By OCC Staff
Yet another slap in the face of Federal marijuana prohibition, as the U.S. House of Representatives passed a bill containing a landmark amendment that allows Veterans Administration (VA) medical doctors to now recommend medical marijuana. With a final vote of 233 to 189, the House strongly passed the FY 2017 Military Construction, Veterans Affairs and Related Agencies Appropriations bill which contained the amendment.
U.S. Representative Earl Blumenauer (D-Portland, Oregon) statement:
“One of the greatest tragedies of our time is our failure to adequately deal with the needs of our veterans returning home with wounds both visible and unseen. Giving them access to medical marijuana as an alternative treatment option to deal with chronic pain, PTSD, and other conditions is critical at a time when our veterans are dying with a suicide rate 50 percent higher than civilians and opiate overdoses at nearly double the national average. Medical marijuana can be a safer, more effective alternative,”
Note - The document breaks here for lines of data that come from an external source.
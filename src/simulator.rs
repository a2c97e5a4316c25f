//! Behavior dispatch over a duck catalog.
//!
//! `Simulator` owns the catalog and exposes the four core operations: list
//! ducks, list categories, execute a duck's bound behavior, and override one
//! binding. Overrides resolve and validate before touching any duck, so a
//! failed call leaves every binding as it was. `SharedSimulator` puts the
//! whole catalog behind one lock for callers on several threads.

use crate::behavior::SharedBehavior;
use crate::catalog::{BehaviorCategory, CatalogSnapshot, Duck, DuckCatalog};
use crate::error::{SimError, SimResult};
use serde::Serialize;
use std::sync::{Arc, Mutex, MutexGuard};
use tracing::{debug, info};

#[derive(Clone, Debug, Default)]
pub struct Simulator {
    catalog: DuckCatalog,
}

/// One executed behavior, as reported by `perform_all`.
#[derive(Clone, Debug, Eq, PartialEq, Serialize)]
pub struct Performance {
    pub duck: String,
    pub category: BehaviorCategory,
    pub implementation: String,
    pub result: String,
}

impl Simulator {
    pub fn new(catalog: DuckCatalog) -> Self {
        Self { catalog }
    }

    /// Simulator over the built-in three-duck roster.
    pub fn standard() -> Self {
        Self::new(DuckCatalog::standard())
    }

    pub fn catalog(&self) -> &DuckCatalog {
        &self.catalog
    }

    pub fn list_entities(&self) -> &[Duck] {
        self.catalog.list()
    }

    pub fn list_categories(&self) -> &'static [BehaviorCategory] {
        BehaviorCategory::all()
    }

    /// Run the strategy currently bound to `category` on the duck at `duck_index`.
    pub fn execute(&self, duck_index: usize, category: BehaviorCategory) -> SimResult<String> {
        let (duck, behavior) = self.bound(duck_index, category)?;
        let result = behavior.execute();
        debug!(
            duck = duck.label(),
            %category,
            implementation = behavior.name(),
            "behavior executed"
        );
        Ok(result)
    }

    fn bound(
        &self,
        duck_index: usize,
        category: BehaviorCategory,
    ) -> SimResult<(&Duck, &SharedBehavior)> {
        let duck = self.catalog.get(duck_index)?;
        let behavior = duck
            .behavior(category)
            .ok_or_else(|| SimError::UnboundCategory {
                duck: duck.label().to_string(),
                category,
            })?;
        Ok((duck, behavior))
    }

    /// `execute` with the category given by display position.
    pub fn execute_at(&self, duck_index: usize, category_index: usize) -> SimResult<String> {
        let category = BehaviorCategory::at(category_index)?;
        self.execute(duck_index, category)
    }

    /// Bind `implementation` to `category` on one duck.
    pub fn override_behavior(
        &mut self,
        duck_index: usize,
        category: BehaviorCategory,
        implementation: &str,
    ) -> SimResult<()> {
        self.catalog.get(duck_index)?;
        let behavior = self.catalog.registry().resolve(category, implementation)?;
        let duck = self.catalog.get_mut(duck_index)?;
        duck.bind(category, behavior);
        info!(
            duck = duck.label(),
            %category,
            implementation,
            "behavior overridden"
        );
        Ok(())
    }

    pub fn is_overridden(&self, duck_index: usize, category: BehaviorCategory) -> SimResult<bool> {
        Ok(self.catalog.get(duck_index)?.is_overridden(category))
    }

    /// Execute every category on every duck, in catalog then display order.
    pub fn perform_all(&self) -> SimResult<Vec<Performance>> {
        let mut performances = Vec::new();
        for index in 0..self.catalog.len() {
            for category in BehaviorCategory::all() {
                let (duck, behavior) = self.bound(index, *category)?;
                performances.push(Performance {
                    duck: duck.label().to_string(),
                    category: *category,
                    implementation: behavior.name().to_string(),
                    result: behavior.execute(),
                });
            }
        }
        Ok(performances)
    }

    pub fn snapshot(&self) -> CatalogSnapshot {
        self.catalog.snapshot()
    }
}

/// Thread-safe handle to a simulator; clones share the same catalog.
#[derive(Clone, Debug, Default)]
pub struct SharedSimulator {
    inner: Arc<Mutex<Simulator>>,
}

impl SharedSimulator {
    pub fn new(simulator: Simulator) -> Self {
        Self {
            inner: Arc::new(Mutex::new(simulator)),
        }
    }

    // Overrides validate before mutating, so a poisoned guard still holds a
    // consistent catalog.
    fn lock(&self) -> MutexGuard<'_, Simulator> {
        self.inner.lock().unwrap_or_else(|err| err.into_inner())
    }

    pub fn labels(&self) -> Vec<String> {
        self.lock()
            .list_entities()
            .iter()
            .map(|duck| duck.label().to_string())
            .collect()
    }

    pub fn execute(&self, duck_index: usize, category: BehaviorCategory) -> SimResult<String> {
        self.lock().execute(duck_index, category)
    }

    pub fn override_behavior(
        &self,
        duck_index: usize,
        category: BehaviorCategory,
        implementation: &str,
    ) -> SimResult<()> {
        self.lock()
            .override_behavior(duck_index, category, implementation)
    }

    pub fn snapshot(&self) -> CatalogSnapshot {
        self.lock().snapshot()
    }

    /// Run `f` with the catalog locked for its whole duration.
    pub fn with<R>(&self, f: impl FnOnce(&mut Simulator) -> R) -> R {
        f(&mut self.lock())
    }
}

#[cfg(test)]
mod tests {
    use super::*;
    use crate::behavior::BuiltinBehavior;
    use crate::error::IndexKind;
    use std::thread;

    const FLY: BehaviorCategory = BehaviorCategory::Fly;

    #[test]
    fn fresh_catalog_executes_defaults() {
        let sim = Simulator::standard();
        assert_eq!(sim.execute(0, FLY).unwrap(), "I'm flying!!");
        assert_eq!(sim.execute(0, BehaviorCategory::Quack).unwrap(), "Quack");
        assert_eq!(
            sim.execute(1, BehaviorCategory::Swim).unwrap(),
            "All ducks float, even decoys!"
        );
        assert_eq!(sim.execute(2, BehaviorCategory::Quack).unwrap(), "Squeak");
        assert_eq!(sim.execute(2, FLY).unwrap(), "I can't fly");
    }

    #[test]
    fn rocket_override_is_scoped_to_one_duck() {
        let mut sim = Simulator::standard();
        sim.override_behavior(0, FLY, "rocket_powered").unwrap();

        assert_eq!(sim.execute(0, FLY).unwrap(), "I'm flying with a rocket!");
        assert_eq!(sim.execute(1, FLY).unwrap(), "I'm flying!!");
        assert_eq!(sim.execute(2, FLY).unwrap(), "I can't fly");
        assert_eq!(sim.execute(0, BehaviorCategory::Quack).unwrap(), "Quack");
        assert!(sim.is_overridden(0, FLY).unwrap());
        assert!(!sim.is_overridden(1, FLY).unwrap());
    }

    #[test]
    fn repeated_override_leaves_same_state() {
        let mut once = Simulator::standard();
        once.override_behavior(1, FLY, "rocket_powered").unwrap();

        let mut twice = Simulator::standard();
        twice.override_behavior(1, FLY, "rocket_powered").unwrap();
        twice.override_behavior(1, FLY, "rocket_powered").unwrap();

        assert_eq!(once.snapshot(), twice.snapshot());
    }

    #[test]
    fn invalid_override_changes_nothing() {
        let mut sim = Simulator::standard();
        let before = sim.snapshot();

        assert_eq!(
            sim.override_behavior(3, FLY, "rocket_powered").unwrap_err(),
            SimError::OutOfRange {
                kind: IndexKind::Duck,
                index: 3,
                len: 3
            }
        );
        assert!(matches!(
            sim.override_behavior(0, FLY, "squeak"),
            Err(SimError::CategoryMismatch { .. })
        ));
        assert!(matches!(
            sim.override_behavior(0, FLY, "warp_drive"),
            Err(SimError::UnknownImplementation { .. })
        ));
        assert_eq!(sim.snapshot(), before);
    }

    #[test]
    fn out_of_range_execute_is_reported() {
        let sim = Simulator::standard();
        assert!(matches!(
            sim.execute(9, FLY),
            Err(SimError::OutOfRange {
                kind: IndexKind::Duck,
                ..
            })
        ));
        assert!(matches!(
            sim.execute_at(0, 3),
            Err(SimError::OutOfRange {
                kind: IndexKind::Category,
                ..
            })
        ));
        assert_eq!(sim.execute_at(0, 2).unwrap(), "I'm flying!!");
    }

    #[test]
    fn missing_binding_surfaces_as_unbound_category() {
        let grounded = Duck::new(
            "GroundedDuck".to_string(),
            None,
            [
                (
                    BehaviorCategory::Quack,
                    Arc::new(BuiltinBehavior::Quack) as SharedBehavior,
                ),
                (
                    BehaviorCategory::Swim,
                    Arc::new(BuiltinBehavior::Float) as SharedBehavior,
                ),
            ],
        );
        let sim = Simulator::new(DuckCatalog::from_ducks(vec![grounded]));
        let expected = SimError::UnboundCategory {
            duck: "GroundedDuck".to_string(),
            category: FLY,
        };

        assert_eq!(sim.execute(0, BehaviorCategory::Quack).unwrap(), "Quack");
        assert_eq!(sim.execute(0, FLY).unwrap_err(), expected);
        assert_eq!(sim.perform_all().unwrap_err(), expected);
    }

    #[test]
    fn perform_all_covers_every_pair() {
        let sim = Simulator::standard();
        let performances = sim.perform_all().unwrap();
        assert_eq!(performances.len(), 9);
        assert_eq!(performances[0].duck, "MallardDuck");
        assert_eq!(performances[0].category, BehaviorCategory::Quack);
        assert_eq!(performances[8].implementation, "fly_no_way");
    }

    #[test]
    fn shared_simulator_serializes_concurrent_overrides() {
        let shared = SharedSimulator::new(Simulator::standard());
        let handles: Vec<_> = (0..3)
            .map(|index| {
                let shared = shared.clone();
                thread::spawn(move || {
                    shared
                        .override_behavior(index, FLY, "rocket_powered")
                        .unwrap();
                    shared.execute(index, FLY).unwrap()
                })
            })
            .collect();
        for handle in handles {
            assert_eq!(handle.join().unwrap(), "I'm flying with a rocket!");
        }
        assert_eq!(shared.labels().len(), 3);
        assert!(shared.with(|sim| sim.is_overridden(2, FLY).unwrap()));
    }
}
“I commend my colleagues for showing compassion and supporting our wounded warriors. Today’s vote is a win for these men and women who have done so much for us and deserve equal treatment in being able to consult with, and seek a recommendation from, their personal VA physician about medical marijuana.”
“This is an historic moment and further proof there is real movement and bipartisan support in reforming outdated federal marijuana policies. There is more to be done, and I will build on today’s momentum and continue my efforts in catching federal policy up to reflect the views held by a majority of Americans.”
Blumenauer is a longtime supporter of medical marijuana and legalization of cannabis, as well as rescheduling it off the Controlled Substances Act. He co-sponsored this amendment.
In April, the Senate Committee on Appropriations passed a similar amendment to the Senate version of the military funding bill. The Senate and House bills will need to be reconciled and passed by both chambers to become law. Regardless, this is historic, and few real problems in the joint conference committee are expected.